「2ストロークビハインドぐらいのほうがいいな」とホールアウト後につぶやいたのは、伊藤誠道(湘洋中3年)だ。この日伊藤と並んで首位タイでスタートした比嘉一貴(具志川中学3年)が前半で2アンダーパー、通算7アンダーパーまでスコアを伸ばしていると途中で聞いていたからだ。伊藤はこの日、10番からスタートし、スコアを伸ばしたいインで1ボギーの1オーバーパー38とスコアメイクに苦しんだ。アウトに回ってからやっと3バーディ・1ボギーの2アンダーパー34と盛り返し、この日1アンダーパー72で回り、通算6アンダーパーでホールアウトした。この時点では比嘉のスコアはわからず、当然インでもスコアを伸ばしているだろう、
と予測し、自分は2位と思っていたのだ。「追う方がいいでしょう」と自分を言い聞かせているようにも見えた。
ショットの調子は「抜群に」よかった。そこに思わぬ落とし穴が待ち構えていた。インのホールロケーションがグリーンの手前や奥ではなく、中間ぐらいにきってあるホールが多かった。
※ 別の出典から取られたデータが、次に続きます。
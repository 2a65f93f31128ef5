//! Configuration types
//!
//! Board-agnostic controller settings. Loading them from a file is left to
//! the host.

pub mod types;

pub use types::*;
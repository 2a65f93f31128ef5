//! Monotonic timestamps
//!
//! The controller never reads a clock itself; every operation takes `now`
//! from the caller. Cooldowns are plain `core::time::Duration`s.

use core::ops::Add;
use core::time::Duration;

#[cfg(feature = "serde")]
use serde::{Deserialize, Serialize};

/// A point on a monotonic timeline, in microseconds since an arbitrary epoch
#[derive(Debug, Clone, Copy, PartialEq, Eq, PartialOrd, Ord, Hash, Default)]
#[cfg_attr(feature = "defmt", derive(defmt::Format))]
#[cfg_attr(feature = "serde", derive(Serialize, Deserialize))]
pub struct Instant(u64);

impl Instant {
    /// Start of the timeline
    pub const ZERO: Instant = Instant(0);

    /// Create from microseconds
    pub const fn from_micros(us: u64) -> Self {
        Self(us)
    }

    /// Create from milliseconds
    pub const fn from_millis(ms: u64) -> Self {
        Self(ms.saturating_mul(1_000))
    }

    /// Create from whole seconds
    pub const fn from_secs(s: u64) -> Self {
        Self(s.saturating_mul(1_000_000))
    }

    /// Microseconds since the epoch
    pub const fn as_micros(&self) -> u64 {
        self.0
    }

    /// Time elapsed since `earlier`, or zero if `earlier` is later
    pub fn saturating_duration_since(&self, earlier: Instant) -> Duration {
        Duration::from_micros(self.0.saturating_sub(earlier.0))
    }
}

impl Add<Duration> for Instant {
    type Output = Instant;

    /// Saturates at `u64::MAX` microseconds
    fn add(self, rhs: Duration) -> Instant {
        let us = u64::try_from(rhs.as_micros()).unwrap_or(u64::MAX);
        Instant(self.0.saturating_add(us))
    }
}
//! Monotonic clock trait

use crate::time::Instant;

/// Trait for monotonic time sources
///
/// Implementations must never go backwards. Wall-clock time is not suitable
/// because it jumps when the system clock is adjusted.
pub trait Clock {
    /// Current time
    fn now(&self) -> Instant;
}

impl<T: Clock + ?Sized> Clock for &T {
    fn now(&self) -> Instant {
        (**self).now()
    }
}
//! Drive mode controller
//!
//! `CarState` holds the decision logic; `DriveLoop` wires it to a frame
//! source, a frame sink and a clock.

pub mod car_state;
pub mod drive_loop;

pub use car_state::{CarState, Update, MAX_PENDING_CLUSTERS};
pub use drive_loop::{DriveLoop, LoopError, Tick};
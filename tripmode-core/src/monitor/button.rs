//! Drive mode button press counter
//!
//! Counts presses of the physical button (or of our own simulated ones) by
//! watching the button bit in the steering wheel message. A press is
//! counted when the button is released, so a held button counts once.

/// Drive mode button monitor
#[derive(Debug, Clone, Default)]
#[cfg_attr(feature = "defmt", derive(defmt::Format))]
pub struct ButtonMonitor {
    /// Button currently held
    pressed: bool,
    /// Completed presses
    press_count: u32,
}

impl ButtonMonitor {
    /// Create a new monitor
    pub fn new() -> Self {
        Self::default()
    }

    /// Update with the button state from one frame
    ///
    /// Returns true if this sample completed a press.
    pub fn observe(&mut self, pressed: bool) -> bool {
        let released = self.pressed && !pressed;
        if released {
            self.press_count = self.press_count.saturating_add(1);
        }
        self.pressed = pressed;
        released
    }

    /// Check if the button is currently held
    pub fn is_pressed(&self) -> bool {
        self.pressed
    }

    /// Number of completed presses
    pub fn press_count(&self) -> u32 {
        self.press_count
    }
}
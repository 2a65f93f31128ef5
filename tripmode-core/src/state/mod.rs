//! Drive mode state
//!
//! The vehicle's drive modes and the events the controller reports while
//! moving between them.

pub mod events;
pub mod machine;

pub use events::Event;
pub use machine::{DriveMode, MODE_COUNT};
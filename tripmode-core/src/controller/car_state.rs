//! Drive mode controller state
//!
//! `CarState` watches the speed signal and, when it crosses the threshold,
//! queues the button presses that select HOLD (above) or NORMAL (at or
//! below). Two cooldowns keep it from misbehaving:
//!
//! - mode switch cooldown: at most one switch per window (60 s default)
//! - press cooldown: at most one press cluster per window (0.5 s default)
//!
//! Only NORMAL and HOLD are switched automatically. SPORT and MOUNTAIN stay
//! in place until an explicit request moves away from them.

use heapless::Deque;
use tripmode_protocol::{decode, CanFrame, Signal};

use crate::config::ControllerConfig;
use crate::sequencer::{build_clusters, presses_to_reach, PressCluster, MAX_PRESSES};
use crate::state::{DriveMode, Event};
use crate::time::Instant;

/// Capacity of the outbound cluster queue (two full HOLD requests)
pub const MAX_PENDING_CLUSTERS: usize = 2 * MAX_PRESSES;

/// Result of feeding one received frame to the controller
#[derive(Debug, Clone, PartialEq)]
pub struct Update {
    /// Decoded signal, if the frame carried one
    pub signal: Option<Signal>,
    /// What the controller decided about the signal
    pub event: Option<Event>,
    /// Cluster to transmit now
    pub batch: Option<PressCluster>,
}

/// Controller state for one monitoring session
#[derive(Debug, Clone)]
pub struct CarState {
    /// Active configuration
    config: ControllerConfig,
    /// Last accepted speed, truncated to whole units
    speed: i32,
    /// Mode the vehicle is believed to be in
    mode: DriveMode,
    /// No new mode switch until after this time
    mode_switch_deadline: Instant,
    /// No new press cluster until after this time
    press_deadline: Instant,
    /// Clusters waiting to be sent, oldest first
    pending: Deque<PressCluster, MAX_PENDING_CLUSTERS>,
}

impl CarState {
    /// Start a session at `now`
    ///
    /// The first mode switch is allowed one cooldown after `now` (right away
    /// in debug mode), so the controller never acts on the readings taken
    /// while the vehicle is starting up.
    pub fn new(config: ControllerConfig, now: Instant) -> Self {
        let mode_switch_deadline = if config.debug {
            now
        } else {
            now + config.mode_switch_cooldown()
        };

        Self {
            config,
            speed: 0,
            mode: DriveMode::Normal,
            mode_switch_deadline,
            press_deadline: now,
            pending: Deque::new(),
        }
    }

    /// Last accepted speed
    pub fn speed(&self) -> i32 {
        self.speed
    }

    /// Mode the vehicle is believed to be in
    pub fn mode(&self) -> DriveMode {
        self.mode
    }

    /// Earliest time a new mode switch may start (exclusive)
    pub fn mode_switch_deadline(&self) -> Instant {
        self.mode_switch_deadline
    }

    /// Earliest time the next cluster may be sent (exclusive)
    pub fn press_deadline(&self) -> Instant {
        self.press_deadline
    }

    /// Number of clusters waiting to be sent
    pub fn pending_clusters(&self) -> usize {
        self.pending.len()
    }

    /// Request a switch to `new_mode`
    ///
    /// Ignored while the mode switch cooldown is running. Otherwise the mode
    /// is updated, the cooldown restarts and the presses that select the mode
    /// from a closed menu are queued behind any still pending.
    ///
    /// `Event::QueueFull` is only possible when presses cannot drain within
    /// one mode switch cooldown (see `ControllerConfig::drains_within_cooldown`).
    pub fn attempt_switch(&mut self, new_mode: DriveMode, now: Instant) -> Event {
        if now <= self.mode_switch_deadline {
            return Event::SwitchSuppressed { mode: new_mode };
        }

        let presses = presses_to_reach(new_mode);
        if self.pending.capacity() - self.pending.len() < presses {
            return Event::QueueFull { mode: new_mode };
        }

        self.mode_switch_deadline = now + self.config.mode_switch_cooldown();
        self.mode = new_mode;

        for cluster in build_clusters(new_mode, self.config.bus) {
            // Cannot fail: room was checked above
            let _ = self.pending.push_back(cluster);
        }

        Event::SwitchScheduled {
            mode: new_mode,
            presses,
            speed: self.speed,
        }
    }

    /// Feed a speed sample
    ///
    /// Returns `None` when the sample was accepted without crossing the
    /// threshold.
    pub fn observe_speed(&mut self, raw_speed: f32, now: Instant) -> Option<Event> {
        if self.config.debug {
            return self.toggle(now);
        }

        let speed = raw_speed as i32;

        // The sensor briefly reports zero between valid frames
        if self.speed > self.config.speed_threshold && speed < 1 {
            return Some(Event::SampleDiscarded { speed: self.speed });
        }

        self.speed = speed;

        if speed > self.config.speed_threshold && self.mode == DriveMode::Normal {
            Some(self.attempt_switch(DriveMode::Hold, now))
        } else if speed <= self.config.speed_threshold && self.mode == DriveMode::Hold {
            Some(self.attempt_switch(DriveMode::Normal, now))
        } else {
            None
        }
    }

    /// Flip between NORMAL and HOLD regardless of speed
    fn toggle(&mut self, now: Instant) -> Option<Event> {
        if !self.mode.is_automatic() {
            return None;
        }

        let target = if self.mode == DriveMode::Normal {
            DriveMode::Hold
        } else {
            DriveMode::Normal
        };
        Some(self.attempt_switch(target, now))
    }

    /// Take the next cluster to send, if the press cooldown allows
    ///
    /// Call at least once per received frame so pacing stays accurate when
    /// no speed sample arrives.
    pub fn pump_sends(&mut self, now: Instant) -> Option<PressCluster> {
        if self.pending.is_empty() || now <= self.press_deadline {
            return None;
        }

        let cluster = self.pending.pop_front()?;
        self.press_deadline = now + self.config.press_cooldown();
        Some(cluster)
    }

    /// Process one received frame
    ///
    /// Speed frames go through `observe_speed`; every frame then pumps the
    /// send queue. A switch scheduled by this frame is only sent in the same
    /// call if the press cooldown has already expired.
    pub fn update(&mut self, frame: &CanFrame, now: Instant) -> Update {
        let signal = decode(frame);

        let event = match signal {
            Some(Signal::Speed(speed)) => self.observe_speed(speed, now),
            _ => None,
        };

        Update {
            signal,
            event,
            batch: self.pump_sends(now),
        }
    }
}
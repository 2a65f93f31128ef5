//! Log output setup
//!
//! Logs go to stderr so stdout stays free for candump output. With
//! `[logging] file` set they are also appended to that file.

use std::fs::{File, OpenOptions};
use std::io;
use std::path::Path;
use std::sync::Mutex;

use tracing_subscriber::{fmt, layer::SubscriberExt, util::SubscriberInitExt, EnvFilter};

/// Build the filter: `RUST_LOG` if set, otherwise `level` for this tool
pub fn env_filter(level: &str) -> EnvFilter {
    EnvFilter::try_from_default_env()
        .unwrap_or_else(|_| EnvFilter::new(format!("tripmode={}", level)))
}

/// Open the log file for appending, creating it if needed
pub fn open_log_file(path: &Path) -> io::Result<File> {
    OpenOptions::new().create(true).append(true).open(path)
}

/// Install the global subscriber
pub fn init(level: &str, file: Option<File>) {
    let file_layer = file.map(|file| {
        fmt::layer()
            .with_target(false)
            .with_ansi(false)
            .with_writer(Mutex::new(file))
    });

    tracing_subscriber::registry()
        .with(env_filter(level))
        .with(fmt::layer().with_target(false).with_writer(io::stderr))
        .with(file_layer)
        .init();
}

#[cfg(test)]
mod tests {
    use super::*;
    use std::io::Read;

    #[test]
    fn test_filter_from_level() {
        if std::env::var_os("RUST_LOG").is_some() {
            return;
        }
        assert_eq!(env_filter("debug").to_string(), "tripmode=debug");
    }

    #[test]
    fn test_log_file_appends() {
        let path = std::env::temp_dir().join(format!("tripmode-log-{}.log", std::process::id()));
        let _ = std::fs::remove_file(&path);

        {
            use std::io::Write;
            writeln!(open_log_file(&path).unwrap(), "first").unwrap();
            writeln!(open_log_file(&path).unwrap(), "second").unwrap();
        }

        let mut contents = String::new();
        File::open(&path)
            .unwrap()
            .read_to_string(&mut contents)
            .unwrap();
        assert_eq!(contents, "first\nsecond\n");
        let _ = std::fs::remove_file(&path);
    }
}
//! Board-agnostic core logic for Tripmode
//!
//! This crate contains the drive mode controller and everything it needs
//! that does not depend on a specific CAN transport:
//!
//! - Drive modes and the events the controller reports
//! - Mode sequencer (button presses per mode, press clusters)
//! - Controller state machine and the receive/send loop
//! - Bus and clock collaborator traits
//! - Button press monitoring
//! - Configuration type definitions

#![no_std]
#![deny(unsafe_code)]

pub mod config;
pub mod controller;
pub mod monitor;
pub mod sequencer;
pub mod state;
pub mod time;
pub mod traits;

pub use config::ControllerConfig;
pub use controller::{CarState, DriveLoop, LoopError, Tick, Update};
pub use state::{DriveMode, Event};
pub use time::Instant;
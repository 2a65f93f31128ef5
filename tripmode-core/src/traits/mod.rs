//! Collaborator traits
//!
//! These traits define the interface between the controller and the
//! transport and timing implementations supplied by the host.

pub mod bus;
pub mod clock;

pub use bus::{FrameSink, FrameSource};
pub use clock::Clock;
そこで思わず「調子に乗って」ピンを直接に攻めていった。が、これが罠だったのか、ボールは「全部奥に行ってしまい」バーディを獲ることができなかったのだ。「誘われて」攻めていったのが、まんまと術中にはまってしまった。
ハーフターンで40分ぐらい待ち時間があり、そこで「コースと戦うのではなく、自分のゴルフをやろう」と気持ちを切り替えた。1、2番とセオリーどおりというのか手前から攻めていき、パーを続けると、3番でこの日初めてのバーディを獲ることができた。これでこの日はイーブンに戻したことで、気持ちが落ち着き、後半のナイスプレーにつなげることができたのだ。
実はスコアを伸ばすだろうと思われた比嘉も後半に2つスコアを落とし、結局通算5アンダーパーでホールアウト。終わってみれば、伊藤が2位に1打差を付けて単独首位に躍り出た。大会前から優勝候補の大本命といわれていた伊藤が、念願のタイトルに王手をかけた。最終ラウンドに果たしてどんな結末が待っているのか…。